Dataset entries
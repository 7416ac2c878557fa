//! Coalescing single-writer task runner.
//!
//! While a task runs, further `run` calls fold into at most one pending
//! rerun, executed by the active caller after its task finishes. This
//! gives each consumer at-most-one-active processing and guarantees a
//! rerun whenever a `run` call overlapped a running task, which is what
//! the projection loops rely on to never miss a change notification.

use std::sync::{Arc, Mutex};
use std::time::{Duration, Instant};

use tracing::warn;

use crate::error::RuntimeResult;

const DEFAULT_BUDGET: Duration = Duration::from_millis(100);

#[derive(Debug, Default)]
struct RunnerState {
    running: bool,
    rerun_pending: bool,
}

type BudgetCallback = Arc<dyn Fn(&str, Duration) + Send + Sync>;

/// Serializes one consumer's processing.
#[derive(Clone)]
pub struct TaskRunner {
    name: Arc<str>,
    state: Arc<Mutex<RunnerState>>,
    budget: Duration,
    on_budget_exceeded: BudgetCallback,
}

impl TaskRunner {
    pub fn new(name: impl Into<Arc<str>>) -> Self {
        Self {
            name: name.into(),
            state: Arc::new(Mutex::new(RunnerState::default())),
            budget: DEFAULT_BUDGET,
            on_budget_exceeded: Arc::new(|name, elapsed| {
                warn!(runner = name, elapsed_ms = elapsed.as_millis() as u64,
                    "task exceeded soft budget");
            }),
        }
    }

    /// Override the soft budget and its warning callback. The budget is
    /// telemetry only, never a cancellation.
    pub fn with_budget(
        mut self,
        budget: Duration,
        on_budget_exceeded: impl Fn(&str, Duration) + Send + Sync + 'static,
    ) -> Self {
        self.budget = budget;
        self.on_budget_exceeded = Arc::new(on_budget_exceeded);
        self
    }

    /// Run `task`, or coalesce into the active run.
    ///
    /// If a task is already active this returns immediately after flagging
    /// a rerun; the active caller drains it. Task errors are logged, not
    /// propagated: the persisted cursor makes the next run pick up where
    /// the failed one left off.
    pub async fn run<F, Fut>(&self, task: F)
    where
        F: Fn() -> Fut,
        Fut: Future<Output = RuntimeResult<()>>,
    {
        {
            let mut state = self.state.lock().expect("task runner lock");
            if state.running {
                state.rerun_pending = true;
                return;
            }
            state.running = true;
        }

        loop {
            let started = Instant::now();
            if let Err(err) = task().await {
                if err.is_deferral() {
                    tracing::debug!(runner = &*self.name, "deferred: master key not set");
                } else {
                    warn!(runner = &*self.name, error = %err, "task failed");
                }
            }

            let elapsed = started.elapsed();
            if elapsed > self.budget {
                (self.on_budget_exceeded)(&self.name, elapsed);
            }

            let mut state = self.state.lock().expect("task runner lock");
            if state.rerun_pending {
                state.rerun_pending = false;
                // Keep `running` set; this caller executes the rerun.
            } else {
                state.running = false;
                return;
            }
        }
    }
}

impl core::fmt::Debug for TaskRunner {
    fn fmt(&self, f: &mut core::fmt::Formatter<'_>) -> core::fmt::Result {
        f.debug_struct("TaskRunner")
            .field("name", &self.name)
            .field("budget", &self.budget)
            .finish()
    }
}

#[cfg(test)]
mod tests {
    use super::*;
    use std::sync::atomic::{AtomicUsize, Ordering};

    #[tokio::test]
    async fn overlapping_runs_coalesce_into_one_rerun() {
        let runner = Arc::new(TaskRunner::new("test"));
        let executions = Arc::new(AtomicUsize::new(0));
        let gate = Arc::new(tokio::sync::Semaphore::new(0));

        // First run blocks until we release the gate.
        let first = {
            let runner = runner.clone();
            let executions = executions.clone();
            let gate = gate.clone();
            tokio::spawn(async move {
                runner
                    .run(|| {
                        let executions = executions.clone();
                        let gate = gate.clone();
                        async move {
                            executions.fetch_add(1, Ordering::SeqCst);
                            let _permit = gate.acquire().await.expect("gate");
                            Ok(())
                        }
                    })
                    .await;
            })
        };

        // Wait until the first task is inside the gate.
        while executions.load(Ordering::SeqCst) == 0 {
            tokio::task::yield_now().await;
        }

        // Three overlapping calls collapse into a single rerun.
        for _ in 0..3 {
            runner
                .run(|| async { panic!("overlapping callers must not execute the task inline") })
                .await;
        }

        // Release both the active run and the rerun.
        gate.add_permits(2);
        first.await.unwrap();

        assert_eq!(executions.load(Ordering::SeqCst), 2);
    }

    #[tokio::test]
    async fn sequential_runs_execute_each_time() {
        let runner = TaskRunner::new("test");
        let executions = Arc::new(AtomicUsize::new(0));

        for _ in 0..3 {
            let executions = executions.clone();
            runner
                .run(move || {
                    let executions = executions.clone();
                    async move {
                        executions.fetch_add(1, Ordering::SeqCst);
                        Ok(())
                    }
                })
                .await;
        }

        assert_eq!(executions.load(Ordering::SeqCst), 3);
    }

    #[tokio::test]
    async fn budget_overrun_fires_the_callback() {
        let fired = Arc::new(AtomicUsize::new(0));
        let observer = fired.clone();

        let runner = TaskRunner::new("slow").with_budget(Duration::from_millis(1), move |_, _| {
            observer.fetch_add(1, Ordering::SeqCst);
        });

        runner
            .run(|| async {
                tokio::time::sleep(Duration::from_millis(10)).await;
                Ok(())
            })
            .await;

        assert_eq!(fired.load(Ordering::SeqCst), 1);
    }
}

* [PROBLEM TO WORK ON]
Filter the entries above down to the lines that contain "soft".

* [ANSWER TO THIS EXERCISE]
                    "task exceeded soft budget");
    /// Override the soft budget and its warning callback. The budget is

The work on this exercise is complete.